=== Section Start ===
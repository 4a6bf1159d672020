use crossterm::event::{
    Event, KeyCode, KeyEvent, KeyEventKind, KeyModifiers, MouseButton, MouseEvent, MouseEventKind,
};

use crate::state::ScrollKey;

#[derive(Debug, Clone, PartialEq)]
pub enum PageAction {
    Quit,
    Back,
    Help,
    Scroll(ScrollKey),
    Wheel(f64),
    SlidePrevious,
    SlideNext,
    GoToSection(usize),
    ToggleTheme,
    ToggleMenu,
    PointerDown { column: u16, row: u16 },
    PointerUp { column: u16, row: u16 },
    PointerMove { column: u16, row: u16 },
    Resize { columns: u16, rows: u16 },
    None,
}

#[derive(Debug, Default)]
pub struct KeyHandler;

impl KeyHandler {
    pub fn new() -> Self {
        Self
    }

    pub fn on_event(&mut self, event: Event) -> PageAction {
        match event {
            // it's important to check KeyEventKind::Press to avoid handling key release events
            Event::Key(key) if key.kind == KeyEventKind::Press => self.on_key_event(key),
            Event::Mouse(mouse) => self.on_mouse_event(mouse),
            Event::Resize(columns, rows) => PageAction::Resize { columns, rows },
            _ => PageAction::None,
        }
    }

    pub fn on_key_event(&mut self, key: KeyEvent) -> PageAction {
        match (key.modifiers, key.code) {
            (KeyModifiers::NONE, KeyCode::Esc) => PageAction::Back,
            (_, KeyCode::Char('q'))
            | (KeyModifiers::CONTROL, KeyCode::Char('c') | KeyCode::Char('C')) => PageAction::Quit,
            (_, KeyCode::Char('?')) => PageAction::Help,
            (KeyModifiers::NONE, KeyCode::Up | KeyCode::Char('k')) => {
                PageAction::Scroll(ScrollKey::ArrowUp)
            }
            (KeyModifiers::NONE, KeyCode::Down | KeyCode::Char('j')) => {
                PageAction::Scroll(ScrollKey::ArrowDown)
            }
            (KeyModifiers::NONE, KeyCode::PageUp) => PageAction::Scroll(ScrollKey::PageUp),
            (KeyModifiers::NONE, KeyCode::PageDown) => PageAction::Scroll(ScrollKey::PageDown),
            (KeyModifiers::NONE, KeyCode::Left | KeyCode::Char('h')) => PageAction::SlidePrevious,
            (KeyModifiers::NONE, KeyCode::Right | KeyCode::Char('l')) => PageAction::SlideNext,
            (KeyModifiers::NONE, KeyCode::Char('t')) => PageAction::ToggleTheme,
            (KeyModifiers::NONE, KeyCode::Char('m')) => PageAction::ToggleMenu,
            (KeyModifiers::NONE, KeyCode::Char(c @ '1'..='9')) => {
                PageAction::GoToSection(c as usize - '1' as usize)
            }
            _ => PageAction::None,
        }
    }

    pub fn on_mouse_event(&mut self, mouse: MouseEvent) -> PageAction {
        let (column, row) = (mouse.column, mouse.row);
        match mouse.kind {
            MouseEventKind::ScrollDown => PageAction::Wheel(1.0),
            MouseEventKind::ScrollUp => PageAction::Wheel(-1.0),
            MouseEventKind::Down(MouseButton::Left) => PageAction::PointerDown { column, row },
            MouseEventKind::Up(MouseButton::Left) => PageAction::PointerUp { column, row },
            MouseEventKind::Moved | MouseEventKind::Drag(MouseButton::Left) => {
                PageAction::PointerMove { column, row }
            }
            _ => PageAction::None,
        }
    }
}
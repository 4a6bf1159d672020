use std::hint::black_box;
use std::time::Duration;

use criterion::{criterion_group, criterion_main, BenchmarkId, Criterion};
use folio::{Scheduler, SliderController, SliderTask, TerminalViewport};

/// A viewport `columns` wide holding `cards` project cards
fn viewport_with_cards(columns: u16, cards: usize) -> TerminalViewport {
    let mut viewport = TerminalViewport::new(columns, 40, 8.0, 16.0, "8px");
    viewport.card_count = cards;
    viewport
}

/// Benchmark recomputing the slider layout
fn bench_render(c: &mut Criterion) {
    let mut group = c.benchmark_group("slider_render");

    for card_count in [5, 100, 10_000].iter() {
        let viewport = viewport_with_cards(160, *card_count);
        let mut slider = SliderController::new();

        group.bench_with_input(
            BenchmarkId::from_parameter(card_count),
            card_count,
            |b, _| {
                b.iter(|| black_box(slider.render(black_box(&viewport))));
            },
        );
    }

    group.finish();
}

/// Benchmark paging through every card, releasing the lock between moves
fn bench_page_through(c: &mut Criterion) {
    let mut group = c.benchmark_group("slider_page_through");

    for card_count in [10, 100, 1000].iter() {
        let viewport = viewport_with_cards(160, *card_count);

        group.bench_with_input(
            BenchmarkId::from_parameter(card_count),
            card_count,
            |b, _| {
                b.iter(|| {
                    let mut scheduler: Scheduler<SliderTask> = Scheduler::new();
                    let mut slider = SliderController::new();
                    slider.render(&viewport);
                    let mut until = Duration::ZERO;
                    while slider.go_next(&viewport, &mut scheduler) {
                        until += Duration::from_millis(600);
                        while let Some(task) = scheduler.next_due(until) {
                            slider.handle_task(task, &viewport);
                        }
                    }
                    black_box(slider.current_index())
                });
            },
        );
    }

    group.finish();
}

/// Benchmark a burst of resize events collapsing into one settle
fn bench_resize_burst(c: &mut Criterion) {
    c.bench_function("slider_resize_burst", |b| {
        b.iter(|| {
            let mut scheduler: Scheduler<SliderTask> = Scheduler::new();
            let mut slider = SliderController::new();
            let mut viewport = viewport_with_cards(160, 50);
            slider.render(&viewport);
            for columns in (80..160).rev() {
                viewport.resize(columns, 40);
                slider.on_viewport_resize(&mut scheduler);
            }
            while let Some(task) = scheduler.next_due(Duration::from_secs(1)) {
                slider.handle_task(task, &viewport);
            }
            black_box(slider.view())
        });
    });
}

criterion_group!(benches, bench_render, bench_page_through, bench_resize_burst);
criterion_main!(benches);
//! Theme flag and palette.

use ratatui::style::Color;
use tracing::{info, warn};

use crate::prefs::PreferenceStore;

/// Preference key the theme is saved under.
pub const THEME_KEY: &str = "theme";

#[derive(Debug, Clone, Copy, PartialEq, Eq)]
pub enum Theme {
    Dark,
    Light,
}

impl Theme {
    pub fn as_str(self) -> &'static str {
        match self {
            Theme::Dark => "dark",
            Theme::Light => "light",
        }
    }

    pub fn parse(value: &str) -> Option<Self> {
        match value {
            "dark" => Some(Theme::Dark),
            "light" => Some(Theme::Light),
            _ => None,
        }
    }

    pub fn icon(self) -> &'static str {
        match self {
            Theme::Dark => "☾",
            Theme::Light => "☀",
        }
    }
}

/// Colors used by every page.
#[derive(Debug, Clone, Copy, PartialEq, Eq)]
pub struct Palette {
    pub background: Color,
    pub text: Color,
    pub muted: Color,
    pub accent: Color,
    pub disabled: Color,
}

impl Palette {
    pub const DARK: Palette = Palette {
        background: Color::Rgb(17, 24, 39),
        text: Color::Rgb(229, 231, 235),
        muted: Color::Rgb(156, 163, 175),
        accent: Color::Rgb(96, 165, 250),
        disabled: Color::Rgb(75, 85, 99),
    };

    pub const LIGHT: Palette = Palette {
        background: Color::Rgb(249, 250, 251),
        text: Color::Rgb(17, 24, 39),
        muted: Color::Rgb(75, 85, 99),
        accent: Color::Rgb(37, 99, 235),
        disabled: Color::Rgb(209, 213, 219),
    };
}

/// The page theme. Unset until the visitor picks one or a saved value exists.
#[derive(Debug, Clone, Copy, Default, PartialEq, Eq)]
pub struct ThemeState {
    current: Option<Theme>,
}

impl ThemeState {
    /// Restores the saved theme, ignoring unknown values.
    pub fn load(store: &dyn PreferenceStore) -> Self {
        let current = store.get(THEME_KEY).and_then(|v| Theme::parse(&v));
        Self { current }
    }

    pub fn current(&self) -> Option<Theme> {
        self.current
    }

    /// Theme actually painted; an unset theme renders light.
    pub fn effective(&self) -> Theme {
        self.current.unwrap_or(Theme::Light)
    }

    pub fn palette(&self) -> Palette {
        match self.effective() {
            Theme::Dark => Palette::DARK,
            Theme::Light => Palette::LIGHT,
        }
    }

    pub fn icon(&self) -> &'static str {
        self.effective().icon()
    }

    /// Flips dark to light and anything else to dark, then saves the choice.
    ///
    /// A failed save is logged; the new theme still applies.
    pub fn toggle(&mut self, store: &mut dyn PreferenceStore) -> Theme {
        let next = match self.current {
            Some(Theme::Dark) => Theme::Light,
            _ => Theme::Dark,
        };
        self.current = Some(next);
        match store.set(THEME_KEY, next.as_str()) {
            Ok(()) => info!(theme = next.as_str(), "theme changed"),
            Err(err) => warn!(error = %err, "theme preference not saved"),
        }
        next
    }
}
use std::fs::File;
use std::path::Path;
use std::sync::Mutex;
use std::time::{Duration, Instant};

use color_eyre::eyre::WrapErr;
use crossterm::event::{DisableMouseCapture, EnableMouseCapture};
use ratatui::{DefaultTerminal, Frame};
use tracing::{debug, info, warn};
use tracing_subscriber::EnvFilter;

use folio::cli::Cli;
use folio::config::Config;
use folio::data::Portfolio;
use folio::event_pump::{EventPump, Poll};
use folio::key_handler::{KeyHandler, PageAction};
use folio::prefs::{JsonFileStore, MemoryStore, PreferenceStore};
use folio::render_context::{Hit, HitMap, RenderContext};
use folio::scheduler::Scheduler;
use folio::screen::Screen;
use folio::state::{
    navbar_elevated, CursorFollower, LoadingOverlay, LoadingTask, OffsetTween, RevealKind,
    RevealTracker, Section, SectionNavigator, SectionTask, SliderController, SliderTask,
    ThemeState, Typewriter, TypingTask, VerticalSpan, MOBILE_MENU_MAX_WIDTH,
};
use folio::viewport::TerminalViewport;

/// Redraw interval while something on screen is moving.
const FRAME: Duration = Duration::from_millis(33);
/// Longest sleep when nothing is animating; keeps the caret blinking.
const IDLE: Duration = Duration::from_millis(250);

fn main() -> color_eyre::Result<()> {
    color_eyre::install()?;
    let cli = Cli::parse_args();

    let config = match &cli.config {
        Some(path) => Config::load(path)?,
        None => Config::load_default()?,
    };
    if let Some(path) = &config.log_path {
        init_tracing(path, cli.verbose)?;
    }

    let content = match cli.content.as_ref().or(config.content_path.as_ref()) {
        Some(path) => Portfolio::load(path)?,
        None => Portfolio::default(),
    };
    let prefs: Box<dyn PreferenceStore> = match &config.preferences_path {
        Some(path) => match JsonFileStore::open(path) {
            Ok(store) => {
                info!(path = %store.path().display(), "preferences opened");
                Box::new(store)
            }
            Err(err) => {
                warn!(error = %err, "preferences unavailable, theme will not persist");
                Box::new(MemoryStore::new())
            }
        },
        None => Box::new(MemoryStore::new()),
    };

    let (columns, rows) = crossterm::terminal::size()?;
    let mut viewport = TerminalViewport::new(
        columns,
        rows,
        config.cell_width_px,
        config.cell_height_px,
        &config.card_margin,
    );
    viewport.width_override = cli.width_px;

    let terminal = ratatui::init();
    if let Err(err) = crossterm::execute!(std::io::stdout(), EnableMouseCapture) {
        ratatui::restore();
        return Err(err).wrap_err("cannot enable mouse capture");
    }
    let result = App::new(content, viewport, prefs).run(terminal, EventPump::spawn());
    if let Err(err) = crossterm::execute!(std::io::stdout(), DisableMouseCapture) {
        warn!(error = %err, "cannot disable mouse capture");
    }
    ratatui::restore();
    result
}

fn init_tracing(path: &Path, verbose: bool) -> color_eyre::Result<()> {
    let file = File::create(path).wrap_err_with(|| format!("cannot open log file {}", path.display()))?;
    let default_level = if verbose { "debug" } else { "info" };
    tracing_subscriber::fmt()
        .with_env_filter(
            EnvFilter::try_from_default_env().unwrap_or_else(|_| EnvFilter::new(default_level)),
        )
        .with_writer(Mutex::new(file))
        .with_ansi(false)
        .init();
    Ok(())
}

/// Every timer on the page.
#[derive(Debug, Clone, Copy, PartialEq, Eq)]
enum Timer {
    Slider(SliderTask),
    Sections(SectionTask),
    Typing(TypingTask),
    Loading(LoadingTask),
}

impl From<SliderTask> for Timer {
    fn from(task: SliderTask) -> Self {
        Timer::Slider(task)
    }
}

impl From<SectionTask> for Timer {
    fn from(task: SectionTask) -> Self {
        Timer::Sections(task)
    }
}

impl From<TypingTask> for Timer {
    fn from(task: TypingTask) -> Self {
        Timer::Typing(task)
    }
}

impl From<LoadingTask> for Timer {
    fn from(task: LoadingTask) -> Self {
        Timer::Loading(task)
    }
}

pub struct App {
    running: bool,
    screen: Screen,
    key_handler: KeyHandler,
    scheduler: Scheduler<Timer>,
    content: Portfolio,
    viewport: TerminalViewport,
    prefs: Box<dyn PreferenceStore>,
    slider: SliderController,
    track: OffsetTween,
    sections: SectionNavigator,
    typewriter: Typewriter,
    cursor: CursorFollower,
    theme: ThemeState,
    reveal: RevealTracker,
    loading: LoadingOverlay,
    show_help: bool,
    status_message: String,
    hits: HitMap,
}

impl App {
    pub fn new(content: Portfolio, mut viewport: TerminalViewport, prefs: Box<dyn PreferenceStore>) -> Self {
        viewport.card_count = content.projects.len();
        let theme = ThemeState::load(prefs.as_ref());
        let reveal = RevealTracker::observe(Self::reveal_layout(&content, &viewport));

        let mut app = Self {
            running: false,
            screen: Screen::new(),
            key_handler: KeyHandler::new(),
            scheduler: Scheduler::new(),
            typewriter: Typewriter::new(&content.greeting),
            content,
            viewport,
            prefs,
            slider: SliderController::new(),
            track: OffsetTween::settled(0.0),
            sections: SectionNavigator::new(Section::ALL.len()),
            cursor: CursorFollower::new(),
            theme,
            reveal,
            loading: LoadingOverlay::new(),
            show_help: false,
            status_message: String::new(),
            hits: HitMap::new(),
        };
        app.update_status_message();
        app
    }

    pub fn run(mut self, mut terminal: DefaultTerminal, pump: EventPump) -> color_eyre::Result<()> {
        self.running = true;
        let started = Instant::now();
        terminal.draw(|frame| self.render(frame))?;
        self.on_load();

        while self.running {
            self.tick(started.elapsed());
            terminal.draw(|frame| self.render(frame))?;

            match pump.wait(self.next_wake()) {
                Poll::Event(event) => {
                    let action = self.key_handler.on_event(event);
                    self.handle_action_at(started.elapsed(), action);
                    while let Some(event) = pump.try_next() {
                        let action = self.key_handler.on_event(event);
                        self.handle_action_at(started.elapsed(), action);
                    }
                }
                Poll::Timeout => {}
                Poll::Closed => self.quit(),
            }
        }
        info!("folio closed");
        Ok(())
    }

    /// First frame is up: start the page's timers.
    fn on_load(&mut self) {
        info!(
            columns = self.viewport.columns,
            rows = self.viewport.rows,
            width_px = self.viewport.width_px(),
            "page loaded"
        );
        self.loading.on_load(&mut self.scheduler);
        self.typewriter.start(&mut self.scheduler);
        self.slider.activate(&mut self.scheduler);
        self.refresh_reveal();
    }

    /// Runs every timer due by `now`.
    fn tick(&mut self, now: Duration) {
        while let Some(timer) = self.scheduler.next_due(now) {
            match timer {
                Timer::Slider(task) => {
                    self.slider.handle_task(task, &self.viewport);
                    self.sync_track();
                }
                Timer::Sections(task) => self.sections.handle_task(task),
                Timer::Typing(task) => self.typewriter.handle_task(task, &mut self.scheduler),
                Timer::Loading(task) => self.loading.handle_task(task),
            }
        }
    }

    fn next_wake(&self) -> Duration {
        let now = self.scheduler.now();
        let animating = self.track.is_running(now) || self.loading.is_shown();
        let cap = if animating { FRAME } else { IDLE };
        self.scheduler
            .next_deadline()
            .map(|due| due.saturating_sub(now))
            .unwrap_or(cap)
            .min(cap)
    }

    fn render(&mut self, frame: &mut Frame) {
        let now = self.scheduler.now();
        let view = self.slider.view();
        let ctx = RenderContext {
            content: &self.content,
            palette: self.theme.palette(),
            now,
            section: self.sections.current_section().unwrap_or(Section::Home),
            active_link: self.sections.active_link(),
            compact_nav: self.viewport.width_px() <= MOBILE_MENU_MAX_WIDTH,
            menu_open: self.sections.menu_open(),
            navbar_elevated: navbar_elevated(self.scroll_position()),
            theme_icon: self.theme.icon(),
            typed_text: self.typewriter.visible_text(),
            slider: view,
            slider_first: self.slider.current_index(),
            slider_visible: self.slider.visible_count(),
            track_offset_columns: self.track.value_at(now),
            card_slot_columns: self.viewport.card_slot_columns(),
            reveal: &self.reveal,
            first_skill_target: Section::Skills.index() + 1,
            cursor: self.cursor,
            loading: self.loading.phase(),
            show_help: self.show_help,
            status: &self.status_message,
        };
        self.hits = self.screen.render(frame, &ctx);
    }

    /// Handles input that arrived at `now`. Timers due before it fire first,
    /// so anything the action schedules is timed from the moment of input.
    fn handle_action_at(&mut self, now: Duration, action: PageAction) {
        self.tick(now);
        if self.handle_action(action) {
            self.quit();
        }
    }

    fn handle_action(&mut self, action: PageAction) -> bool {
        match action {
            PageAction::Quit => return true,
            PageAction::Back => {
                if self.show_help {
                    self.show_help = false;
                } else if self.sections.menu_open() {
                    self.sections.toggle_menu();
                }
            }
            PageAction::Help => self.show_help = !self.show_help,
            PageAction::Scroll(key) => {
                if self.sections.on_key(key, &mut self.scheduler) {
                    self.refresh_reveal();
                }
            }
            PageAction::Wheel(delta) => {
                if self.sections.on_wheel(delta, &mut self.scheduler) {
                    self.refresh_reveal();
                }
            }
            PageAction::SlidePrevious => {
                if self.slider.go_previous(&self.viewport, &mut self.scheduler) {
                    self.sync_track();
                }
            }
            PageAction::SlideNext => {
                if self.slider.go_next(&self.viewport, &mut self.scheduler) {
                    self.sync_track();
                }
            }
            PageAction::GoToSection(index) => self.follow_link(index),
            PageAction::ToggleTheme => self.toggle_theme(),
            PageAction::ToggleMenu => self.sections.toggle_menu(),
            PageAction::PointerDown { row, .. } => {
                self.sections.on_touch_start(self.viewport.rows_to_px(row));
            }
            PageAction::PointerUp { column, row } => {
                let y = self.viewport.rows_to_px(row);
                if self.sections.on_touch_end(y, &mut self.scheduler) {
                    self.refresh_reveal();
                } else if self.show_help {
                    self.show_help = false;
                } else if let Some(hit) = self.hits.at(column, row) {
                    self.click(hit);
                }
            }
            PageAction::PointerMove { column, row } => {
                self.cursor.move_to(column, row);
                self.cursor.set_hover(self.hits.at(column, row).is_some());
            }
            PageAction::Resize { columns, rows } => {
                self.viewport.resize(columns, rows);
                self.slider.on_viewport_resize(&mut self.scheduler);
                self.refresh_reveal();
            }
            PageAction::None => {}
        }
        self.update_status_message();
        false
    }

    fn click(&mut self, hit: Hit) {
        debug!(?hit, "click");
        match hit {
            Hit::NavLink(index) => self.follow_link(index),
            Hit::ThemeToggle => self.toggle_theme(),
            Hit::MenuButton => self.sections.toggle_menu(),
            Hit::SlidePrevious => {
                if self.slider.go_previous(&self.viewport, &mut self.scheduler) {
                    self.sync_track();
                }
            }
            Hit::SlideNext => {
                if self.slider.go_next(&self.viewport, &mut self.scheduler) {
                    self.sync_track();
                }
            }
            Hit::Card(_) | Hit::Skill(_) => {}
        }
    }

    fn follow_link(&mut self, index: usize) {
        let Some(section) = Section::from_index(index) else {
            return;
        };
        let width = self.viewport.width_px();
        if self.sections.follow_link(section.anchor(), width, &mut self.scheduler) {
            self.refresh_reveal();
        }
    }

    fn toggle_theme(&mut self) {
        self.theme.toggle(self.prefs.as_mut());
    }

    fn scroll_position(&self) -> f64 {
        self.sections.current() as f64 * self.viewport.section_height_px()
    }

    /// Animates the card track toward the slider's latest offset.
    fn sync_track(&mut self) {
        let target = self.viewport.px_to_columns(self.slider.view().offset);
        self.track.retarget(target, self.scheduler.now());
    }

    /// Sections and skill items in document order with their page spans.
    fn reveal_layout(content: &Portfolio, viewport: &TerminalViewport) -> Vec<(RevealKind, VerticalSpan)> {
        let spans = viewport.section_spans(Section::ALL.len());
        let mut elements = Vec::new();
        for (section, span) in Section::ALL.iter().zip(&spans) {
            elements.push((RevealKind::Section, VerticalSpan::new(span.top, span.height)));
            if *section == Section::Skills {
                for index in 0..content.skills.len() {
                    elements.push((RevealKind::SkillItem, viewport.skill_span(span.top, index)));
                }
            }
        }
        elements
    }

    fn refresh_reveal(&mut self) {
        let spans = self.viewport.section_spans(Section::ALL.len());
        self.sections.on_scroll(self.scroll_position(), &spans);
        let layout = Self::reveal_layout(&self.content, &self.viewport);
        self.reveal.relayout(layout.into_iter().map(|(_, span)| span));
        let window = VerticalSpan::new(self.scroll_position(), self.viewport.section_height_px());
        let revealed = self.reveal.update(window, self.scheduler.now());
        if !revealed.is_empty() {
            debug!(?revealed, "revealed");
        }
    }

    fn update_status_message(&mut self) {
        let section = self.sections.current_section().unwrap_or(Section::Home);
        self.status_message = match section {
            Section::Projects => {
                let total = self.content.projects.len();
                if total == 0 {
                    "Projects: none".to_string()
                } else {
                    let first = self.slider.current_index();
                    let last = (first + self.slider.visible_count()).min(total);
                    format!("Projects {}-{} of {}", first + 1, last, total)
                }
            }
            other => format!("{} ({}/{})", other.title(), other.index() + 1, Section::ALL.len()),
        };
    }

    fn quit(&mut self) {
        self.running = false;
    }
}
=== Section End ===
TASK STATEMENT: Filter the data, keeping only the lines that contain "true".

ANSWER TO THIS EXERCISE:
        self.running = true;
            PageAction::Quit => return true,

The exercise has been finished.